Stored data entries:
—————

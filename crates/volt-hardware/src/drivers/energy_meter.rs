//! SCPI Power / Energy Meter Driver (serial)
//!
//! Protocol Overview:
//! - Baud: 115200, 8N1, no flow control
//! - Terminator: LF (\n)
//! - Setup: `:FUNCtion:mode DC`, `:FUNCtion:ecmode MAN`,
//!   `:SYSTem:year|MONth|date|hour|MINute|SECond <nn>`
//! - Accumulator: `:FUNCtion:ENERgy reset|run|stop`
//! - Queries: `:FETCh VOLTage|CURRent|power|energy`, reply is a bare number
//!
//! # Important Notes
//!
//! - Setup commands are never acknowledged; each one is followed by a short
//!   settle delay.
//! - The meter sometimes emits unsolicited bytes, so the input buffer is
//!   drained before every fetch.
//! - A fetch that gets no reply inside its window is reported as `Ok(None)`,
//!   not as an error.

use super::scpi::ScpiPort;
use async_trait::async_trait;
use chrono::{Datelike, NaiveDateTime, Timelike};
use std::sync::atomic::{AtomicBool, Ordering};
use std::time::Duration;
use tracing::{debug, instrument};
use volt_core::error::{InstrumentError, InstrumentResult};
use volt_core::serial::{open_serial_async, wrap_shared, SharedPort};
use volt_core::{Channel, EnergyMeter, MeterSetup};

pub const DEVICE: &str = "meter";

/// Settle and reply windows for the meter.
#[derive(Debug, Clone, Copy)]
pub struct MeterTiming {
    pub settle: Duration,
    pub fetch_window: Duration,
    pub write_timeout: Duration,
}

/// Serial SCPI energy meter.
pub struct SerialEnergyMeter {
    port: ScpiPort,
    port_name: String,
    timing: MeterTiming,
    closed: AtomicBool,
}

/// `:FETCh` query for a channel.
pub fn fetch_command(channel: Channel) -> &'static str {
    match channel {
        Channel::Voltage => ":FETCh VOLTage",
        Channel::Current => ":FETCh CURRent",
        Channel::Power => ":FETCh power",
        Channel::Energy => ":FETCh energy",
    }
}

/// Clock-sync commands for `at`, two digits each (year without century).
pub fn clock_commands(at: &NaiveDateTime) -> [String; 6] {
    [
        format!(":SYSTem:year {:02}", at.year().rem_euclid(100)),
        format!(":SYSTem:MONth {:02}", at.month()),
        format!(":SYSTem:date {:02}", at.day()),
        format!(":SYSTem:hour {:02}", at.hour()),
        format!(":SYSTem:MINute {:02}", at.minute()),
        format!(":SYSTem:SECond {:02}", at.second()),
    ]
}

impl SerialEnergyMeter {
    /// Open the meter on `port_path`.
    pub async fn open(port_path: &str, baud_rate: u32, timing: MeterTiming) -> InstrumentResult<Self> {
        let stream = open_serial_async(port_path, baud_rate, DEVICE).await?;
        debug!(port = port_path, baud_rate, "meter port opened");
        Ok(Self::with_port(
            wrap_shared(Box::new(stream)),
            port_path,
            timing,
        ))
    }

    /// Build on an already open transport.
    pub fn with_port(port: SharedPort, port_name: &str, timing: MeterTiming) -> Self {
        Self {
            port: ScpiPort::new(port, DEVICE, timing.write_timeout),
            port_name: port_name.to_string(),
            timing,
            closed: AtomicBool::new(false),
        }
    }

    fn ensure_open(&self) -> InstrumentResult<()> {
        if self.closed.load(Ordering::Acquire) {
            return Err(InstrumentError::io(DEVICE, "meter already closed"));
        }
        Ok(())
    }

    async fn command(&self, command: &str) -> InstrumentResult<()> {
        self.ensure_open()?;
        self.port.write_line(command).await?;
        tokio::time::sleep(self.timing.settle).await;
        Ok(())
    }
}

fn parse_reading(channel: Channel, reply: &str) -> InstrumentResult<f64> {
    reply
        .trim()
        .parse::<f64>()
        .ok()
        .filter(|v| v.is_finite())
        .ok_or_else(|| {
            InstrumentError::malformed(
                DEVICE,
                format!("unparsable {} reply: {:?}", channel, reply),
            )
        })
}

#[async_trait]
impl EnergyMeter for SerialEnergyMeter {
    #[instrument(skip(self, setup), err)]
    async fn configure(&self, setup: &MeterSetup) -> InstrumentResult<()> {
        self.command(&format!(":FUNCtion:mode {}", setup.mode.as_str()))
            .await?;
        if setup.reset_energy {
            self.command(":FUNCtion:ENERgy reset").await?;
        }
        self.command(":FUNCtion:ecmode MAN").await?;
        if let Some(at) = &setup.sync_clock {
            for cmd in clock_commands(at) {
                self.command(&cmd).await?;
            }
        }
        Ok(())
    }

    async fn start_accumulation(&self) -> InstrumentResult<()> {
        self.command(":FUNCtion:ENERgy run").await
    }

    async fn stop_accumulation(&self) -> InstrumentResult<()> {
        self.command(":FUNCtion:ENERgy stop").await
    }

    async fn reset_accumulation(&self) -> InstrumentResult<()> {
        self.command(":FUNCtion:ENERgy reset").await
    }

    #[instrument(skip(self), level = "trace", err)]
    async fn fetch(&self, channel: Channel) -> InstrumentResult<Option<f64>> {
        self.ensure_open()?;
        let reply = self
            .port
            .query(fetch_command(channel), self.timing.fetch_window, true)
            .await?;
        reply.map(|r| parse_reading(channel, &r)).transpose()
    }

    fn port_name(&self) -> String {
        self.port_name.clone()
    }

    async fn close(&self) -> InstrumentResult<()> {
        if !self.closed.swap(true, Ordering::AcqRel) {
            debug!(port = %self.port_name, "meter closed");
        }
        Ok(())
    }
}
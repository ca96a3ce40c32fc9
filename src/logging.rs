//! Tracing setup for the volt-runner binary.
//!
//! Library crates only emit `tracing` events; this module installs the
//! subscriber that formats them. Filtering follows `RUST_LOG` when it is set
//! and the configured level otherwise.
//!
//! # Example
//! ```no_run
//! use volt_runner::logging::{self, LoggingConfig, OutputFormat};
//! use tracing::Level;
//!
//! logging::init(LoggingConfig::new(Level::DEBUG).with_format(OutputFormat::Json))?;
//! tracing::info!(port = "/dev/ttyACM0", "meter connected");
//! # Ok::<(), String>(())
//! ```

use crate::config::VoltConfig;
use std::str::FromStr;
use tracing::Level;
use tracing_subscriber::{
    fmt::{self, format::FmtSpan},
    layer::SubscriberExt,
    util::SubscriberInitExt,
    EnvFilter, Layer, Registry,
};

/// Output format for log lines
#[derive(Debug, Clone, Copy, PartialEq, Eq)]
pub enum OutputFormat {
    /// Multi-line with colors, for an operator at a terminal
    Pretty,
    /// One line per event, no colors
    Compact,
    /// One JSON object per event, for log collection
    Json,
}

impl FromStr for OutputFormat {
    type Err = String;

    fn from_str(s: &str) -> Result<Self, Self::Err> {
        match s.to_lowercase().as_str() {
            "pretty" => Ok(Self::Pretty),
            "compact" => Ok(Self::Compact),
            "json" => Ok(Self::Json),
            _ => Err(format!(
                "Invalid log format '{}'. Must be one of: pretty, compact, json",
                s
            )),
        }
    }
}

#[derive(Debug, Clone)]
pub struct LoggingConfig {
    pub level: Level,
    pub format: OutputFormat,
    /// Emit span NEW and CLOSE events
    pub with_span_events: bool,
    pub with_file_and_line: bool,
    pub with_thread_names: bool,
    /// Only honoured by the pretty format
    pub with_ansi: bool,
}

impl Default for LoggingConfig {
    fn default() -> Self {
        Self {
            level: Level::INFO,
            format: OutputFormat::Pretty,
            with_span_events: false,
            with_file_and_line: false,
            with_thread_names: true,
            with_ansi: true,
        }
    }
}

impl LoggingConfig {
    pub fn new(level: Level) -> Self {
        Self {
            level,
            ..Default::default()
        }
    }

    pub fn from_config(config: &VoltConfig) -> Result<Self, String> {
        Ok(Self {
            level: parse_log_level(&config.application.log_level)?,
            format: config.application.log_format.parse()?,
            ..Default::default()
        })
    }

    pub fn with_format(mut self, format: OutputFormat) -> Self {
        self.format = format;
        self
    }

    pub fn with_span_events(mut self, enabled: bool) -> Self {
        self.with_span_events = enabled;
        self
    }

    pub fn with_ansi(mut self, enabled: bool) -> Self {
        self.with_ansi = enabled;
        self
    }
}

/// Install the global subscriber described by `config`.
///
/// Idempotent: when a global subscriber already exists this returns `Ok(())`
/// and leaves it in place, so tests and embedding code may call it freely.
pub fn init(config: LoggingConfig) -> Result<(), String> {
    if tracing::dispatcher::has_been_set() {
        return Ok(());
    }

    let env_filter = EnvFilter::try_from_default_env()
        .unwrap_or_else(|_| EnvFilter::new(config.level.as_str().to_lowercase()));

    let span_events = if config.with_span_events {
        FmtSpan::NEW | FmtSpan::CLOSE
    } else {
        FmtSpan::NONE
    };

    let layer: Box<dyn Layer<Registry> + Send + Sync> = match config.format {
        OutputFormat::Pretty => fmt::layer()
            .pretty()
            .with_span_events(span_events)
            .with_file(config.with_file_and_line)
            .with_line_number(config.with_file_and_line)
            .with_thread_names(config.with_thread_names)
            .with_ansi(config.with_ansi)
            .with_filter(env_filter)
            .boxed(),
        OutputFormat::Compact => fmt::layer()
            .compact()
            .with_span_events(span_events)
            .with_file(config.with_file_and_line)
            .with_line_number(config.with_file_and_line)
            .with_thread_names(config.with_thread_names)
            .with_ansi(false)
            .with_filter(env_filter)
            .boxed(),
        OutputFormat::Json => fmt::layer()
            .json()
            .with_span_events(span_events)
            .with_file(config.with_file_and_line)
            .with_line_number(config.with_file_and_line)
            .with_thread_names(config.with_thread_names)
            .with_filter(env_filter)
            .boxed(),
    };

    match tracing_subscriber::registry().with(layer).try_init() {
        Ok(()) => Ok(()),
        // Lost a race with another initialiser.
        Err(_) if tracing::dispatcher::has_been_set() => Ok(()),
        Err(e) => Err(format!("Failed to initialize tracing: {}", e)),
    }
}

/// Initialise from the `[application]` section.
pub fn init_from_config(config: &VoltConfig) -> Result<(), String> {
    init(LoggingConfig::from_config(config)?)
}

fn parse_log_level(level: &str) -> Result<Level, String> {
    match level.to_lowercase().as_str() {
        "trace" => Ok(Level::TRACE),
        "debug" => Ok(Level::DEBUG),
        "info" => Ok(Level::INFO),
        "warn" => Ok(Level::WARN),
        "error" => Ok(Level::ERROR),
        _ => Err(format!(
            "Invalid log level '{}'. Must be one of: trace, debug, info, warn, error",
            level
        )),
    }
}
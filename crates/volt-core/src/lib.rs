//! `volt-core`
//!
//! Shared building blocks for the volt-runner load tester.
//!
//! ## Modules
//!
//! - [`capabilities`]: `PowerSource`, `EnergyMeter` and `InstrumentConnector`
//!   traits implemented by the drivers in `volt-hardware`
//! - [`error`]: instrument fault taxonomy and the run-terminating [`RunFault`]
//! - [`status`]: the published run status record
//! - [`measurement`]: samples, per-tick readings and [`TestConfiguration`]
//! - [`cancel`]: cooperative stop channel for a run
//! - [`serial`]: async serial helpers shared by the drivers
//! - [`timing`]: cadence and settle times
//!
//! [`RunFault`]: error::RunFault
//! [`TestConfiguration`]: measurement::TestConfiguration

pub mod cancel;
pub mod capabilities;
pub mod error;
pub mod measurement;
pub mod serial;
pub mod status;
pub mod timing;

pub use cancel::{stop_channel, StopHandle, StopSignal};
pub use capabilities::{
    AcquisitionMode, Channel, EnergyMeter, InstrumentConnector, MeterSetup, PowerSource,
};
pub use error::{FaultKind, FaultPhase, InstrumentError, InstrumentResult, RunFault};
pub use measurement::{Sample, TestConfiguration, TickReading};
pub use status::{RunStatus, StatusText};
pub use timing::AcquisitionTiming;
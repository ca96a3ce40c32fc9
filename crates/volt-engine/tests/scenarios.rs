//! End-to-end acquisition runs against the simulated bench on a paused clock.

use std::path::Path;
use std::sync::Arc;
use std::time::Duration;
use volt_core::{stop_channel, AcquisitionTiming, Channel, FaultKind, StatusText, TestConfiguration};
use volt_engine::{request_stop_in_store, AcquisitionEngine, EngineSettings, RunOutcome};
use volt_hardware::{FaultPlan, InjectedFault, SimulatedBench, SimulatedConnector};
use volt_storage::{MemoryStatusStore, SqliteStatusStore, StatusStore, StoreKey};

fn settings(dir: &Path) -> EngineSettings {
    EngineSettings {
        artifact_dir: dir.to_path_buf(),
        timing: AcquisitionTiming::without_settle(Duration::from_secs(1)),
        ..EngineSettings::default()
    }
}

fn config(duration_seconds: u32) -> TestConfiguration {
    TestConfiguration {
        supply_port: "SIM-PSU".into(),
        meter_port: "SIM-METER".into(),
        target_voltage: 5.0,
        current_limit: 1.0,
        duration_seconds,
    }
}

struct Rig {
    engine: AcquisitionEngine,
    store: Arc<dyn StatusStore>,
    bench: SimulatedBench,
}

fn rig(plan: FaultPlan, dir: &Path) -> Rig {
    let bench = SimulatedBench::new(50.0).with_faults(plan);
    let store: Arc<dyn StatusStore> = Arc::new(MemoryStatusStore::new());
    let engine = AcquisitionEngine::new(
        store.clone(),
        Arc::new(SimulatedConnector::new(bench.clone())),
        settings(dir),
    );
    Rig {
        engine,
        store,
        bench,
    }
}

/// Data rows of the run artifact, split into cells.
fn csv_rows(outcome: &RunOutcome) -> Vec<Vec<String>> {
    let path = outcome.artifact_path.as_ref().expect("artifact path");
    let contents = std::fs::read_to_string(path).unwrap();
    contents
        .lines()
        .skip(1)
        .map(|line| line.split(',').map(str::to_string).collect())
        .collect()
}

fn assert_terminal(store: &dyn StatusStore) {
    assert_eq!(store.get(StoreKey::IsRunning).unwrap(), "0");
    assert_eq!(store.get(StoreKey::RemainingTime).unwrap(), "0");
}

fn assert_cleanup_ran(bench: &SimulatedBench) {
    let log = bench.command_log();
    for expected in [":FUNCtion:ENERgy stop", "close meter", "OUTPut OFF", "close psu", "release"] {
        assert!(log.iter().any(|c| c == expected), "missing {expected:?} in {log:?}");
    }
    assert!(!bench.output_on());
}

#[tokio::test(start_paused = true)]
async fn completed_run_finishes_with_one_row_per_tick() {
    let dir = tempfile::tempdir().unwrap();
    let rig = rig(FaultPlan::none(), dir.path());
    let (_handle, signal) = stop_channel();

    let outcome = rig.engine.run(config(3), signal).await;

    assert_eq!(outcome.status, StatusText::Finished);
    assert_eq!(outcome.rows_written, 3);
    assert_eq!(outcome.samples_published, 3);
    assert!(outcome.error.is_none());

    let rows = csv_rows(&outcome);
    let elapsed: Vec<_> = rows.iter().map(|r| r[1].as_str()).collect();
    assert_eq!(elapsed, vec!["0.000", "1.000", "2.000"]);
    assert_eq!(rows[0][2], "5");
    assert_eq!(rows[0][3], "0.1");

    let samples = rig.store.read_all_samples().unwrap();
    assert_eq!(samples.len(), 3);
    assert!(samples
        .windows(2)
        .all(|w| w[1].elapsed_seconds > w[0].elapsed_seconds));
    assert!(samples[0].elapsed_seconds >= 0.0);

    let status = rig.store.snapshot().unwrap();
    assert_eq!(status.status_text, StatusText::Finished);
    assert!(status.result_ready);
    assert_eq!(status.last_error, "");
    assert_eq!(status.source_identity, "VOLT/RUNNER,SIM-PSU,0,1.0");
    assert_eq!(status.meter_port, "SIM-METER");
    assert_eq!(
        status.artifact_path,
        outcome.artifact_path.unwrap().display().to_string()
    );
    assert_terminal(rig.store.as_ref());
    assert_cleanup_ran(&rig.bench);
}

#[tokio::test(start_paused = true)]
async fn five_second_run_writes_five_or_six_rows() {
    let dir = tempfile::tempdir().unwrap();
    let rig = rig(FaultPlan::none(), dir.path());
    let (_handle, signal) = stop_channel();

    let outcome = rig.engine.run(config(5), signal).await;

    assert_eq!(outcome.status, StatusText::Finished);
    assert!((5..=6).contains(&outcome.rows_written));
}

#[tokio::test(start_paused = true)]
async fn stop_mid_run_ends_stopped_without_result() {
    let dir = tempfile::tempdir().unwrap();
    let rig = rig(FaultPlan::none(), dir.path());
    let (handle, signal) = stop_channel();

    let engine = rig.engine.clone();
    let run = tokio::spawn(async move { engine.run(config(10), signal).await });

    tokio::time::sleep(Duration::from_millis(1400)).await;
    handle.stop();
    let outcome = run.await.unwrap();

    assert_eq!(outcome.status, StatusText::Stopped);
    assert!((1..=2).contains(&outcome.rows_written));
    assert_eq!(rig.store.get(StoreKey::PlotReady).unwrap(), "0");
    assert_eq!(rig.store.get(StoreKey::StatusText).unwrap(), "Stopped");
    assert_terminal(rig.store.as_ref());
    assert_cleanup_ran(&rig.bench);
}

#[tokio::test(start_paused = true)]
async fn connect_failure_is_an_error_without_artifact() {
    let dir = tempfile::tempdir().unwrap();
    let plan = FaultPlan::none().fail_meter_connect(FaultKind::NotFound);
    let rig = rig(plan, dir.path());
    let (_handle, signal) = stop_channel();

    let outcome = rig.engine.run(config(3), signal).await;

    assert_eq!(outcome.status, StatusText::Error);
    assert!(outcome.artifact_path.is_none());
    assert_eq!(outcome.rows_written, 0);
    assert_eq!(std::fs::read_dir(dir.path()).unwrap().count(), 0);

    let status = rig.store.snapshot().unwrap();
    assert_eq!(status.status_text, StatusText::Error);
    assert!(status.last_error.starts_with("setup fault (not-found) on meter"));
    assert!(!status.result_ready);
    assert!(rig.store.read_all_samples().unwrap().is_empty());
    assert_terminal(rig.store.as_ref());

    // The supply was opened before the meter failed, so it is shut down too.
    let log = rig.bench.command_log();
    assert!(log.iter().any(|c| c == "close psu"));
    assert_eq!(log.last().map(String::as_str), Some("release"));
}

#[tokio::test(start_paused = true)]
async fn missing_current_reply_is_recorded_and_skipped() {
    let dir = tempfile::tempdir().unwrap();
    let plan = FaultPlan::none().on_fetch(Channel::Current, 1, InjectedFault::NoResponse);
    let rig = rig(plan, dir.path());
    let (_handle, signal) = stop_channel();

    let outcome = rig.engine.run(config(3), signal).await;

    assert_eq!(outcome.status, StatusText::Finished);
    let rows = csv_rows(&outcome);
    assert_eq!(rows.len(), 3);
    assert_eq!(rows[1][1], "1.000");
    assert_eq!(rows[1][3], "N/A");
    assert_ne!(rows[1][2], "N/A");

    let elapsed: Vec<_> = rig
        .store
        .read_all_samples()
        .unwrap()
        .iter()
        .map(|s| s.elapsed_seconds)
        .collect();
    assert_eq!(elapsed, vec![0.0, 2.0]);
}

#[tokio::test(start_paused = true)]
async fn malformed_reply_marks_tick_and_continues() {
    let dir = tempfile::tempdir().unwrap();
    let plan = FaultPlan::none().on_fetch(Channel::Power, 1, InjectedFault::Malformed);
    let rig = rig(plan, dir.path());
    let (_handle, signal) = stop_channel();

    let outcome = rig.engine.run(config(3), signal).await;

    assert_eq!(outcome.status, StatusText::Finished);
    let rows = csv_rows(&outcome);
    assert_eq!(rows.len(), 3);
    assert_eq!(&rows[1][2..], ["ERROR", "ERROR", "ERROR", "ERROR"]);
    assert_eq!(outcome.samples_published, 2);
    assert_eq!(rig.store.get(StoreKey::PlotReady).unwrap(), "1");
}

#[tokio::test(start_paused = true)]
async fn io_fault_mid_run_writes_error_row_and_stops() {
    let dir = tempfile::tempdir().unwrap();
    let plan = FaultPlan::none().on_fetch(Channel::Voltage, 2, InjectedFault::Io);
    let rig = rig(plan, dir.path());
    let (_handle, signal) = stop_channel();

    let outcome = rig.engine.run(config(10), signal).await;

    assert_eq!(outcome.status, StatusText::Error);
    let rows = csv_rows(&outcome);
    let last = rows.last().unwrap();
    assert_eq!(last[1], "2.000");
    assert_eq!(&last[2..], ["ERROR", "ERROR", "ERROR", "ERROR"]);
    assert!(rows.iter().all(|r| r[1] != "3.000"));

    let status = rig.store.snapshot().unwrap();
    assert_eq!(status.status_text, StatusText::Error);
    assert!(status.last_error.starts_with("in-run fault (io) on meter"));
    assert!(!status.result_ready);
    assert_terminal(rig.store.as_ref());
    assert_cleanup_ran(&rig.bench);
}

#[tokio::test(start_paused = true)]
async fn failed_identity_query_is_not_fatal() {
    let dir = tempfile::tempdir().unwrap();
    let rig = rig(FaultPlan::none().fail_identity(), dir.path());
    let (_handle, signal) = stop_channel();

    let outcome = rig.engine.run(config(1), signal).await;

    assert_eq!(outcome.status, StatusText::Finished);
    assert_eq!(rig.store.get(StoreKey::PsuIdn).unwrap(), "IDN Failed");
}

#[tokio::test(start_paused = true)]
async fn durable_flag_stops_a_run_from_another_connection() {
    let dir = tempfile::tempdir().unwrap();
    let db = dir.path().join("status.db");
    let worker_store: Arc<dyn StatusStore> = Arc::new(SqliteStatusStore::open(&db).unwrap());
    let other_process = SqliteStatusStore::open(&db).unwrap();

    assert!(worker_store.try_begin_run().unwrap());
    let bench = SimulatedBench::new(50.0);
    let engine = AcquisitionEngine::new(
        worker_store.clone(),
        Arc::new(SimulatedConnector::new(bench)),
        settings(&dir.path().join("csv")),
    );

    // The worker's own handle is never used.
    let (_handle, signal) = stop_channel();
    let run = tokio::spawn(async move { engine.run(config(30), signal).await });

    tokio::time::sleep(Duration::from_millis(2500)).await;
    assert!(request_stop_in_store(&other_process).unwrap());
    let outcome = run.await.unwrap();

    assert_eq!(outcome.status, StatusText::Stopped);
    assert_eq!(outcome.rows_written, 3);

    let status = other_process.snapshot().unwrap();
    assert_eq!(status.status_text, StatusText::Stopped);
    assert!(!status.is_running);
    assert!(!status.stop_requested);
}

—————

TRY IT: Retype, exactly as shown, the lines from the one with "let status = other_process.snapshot().unwrap();" through the end of the records.

YOUR SOLUTION:
    let status = other_process.snapshot().unwrap();
    assert_eq!(status.status_text, StatusText::Stopped);
    assert!(!status.is_running);
    assert!(!status.stop_requested);
}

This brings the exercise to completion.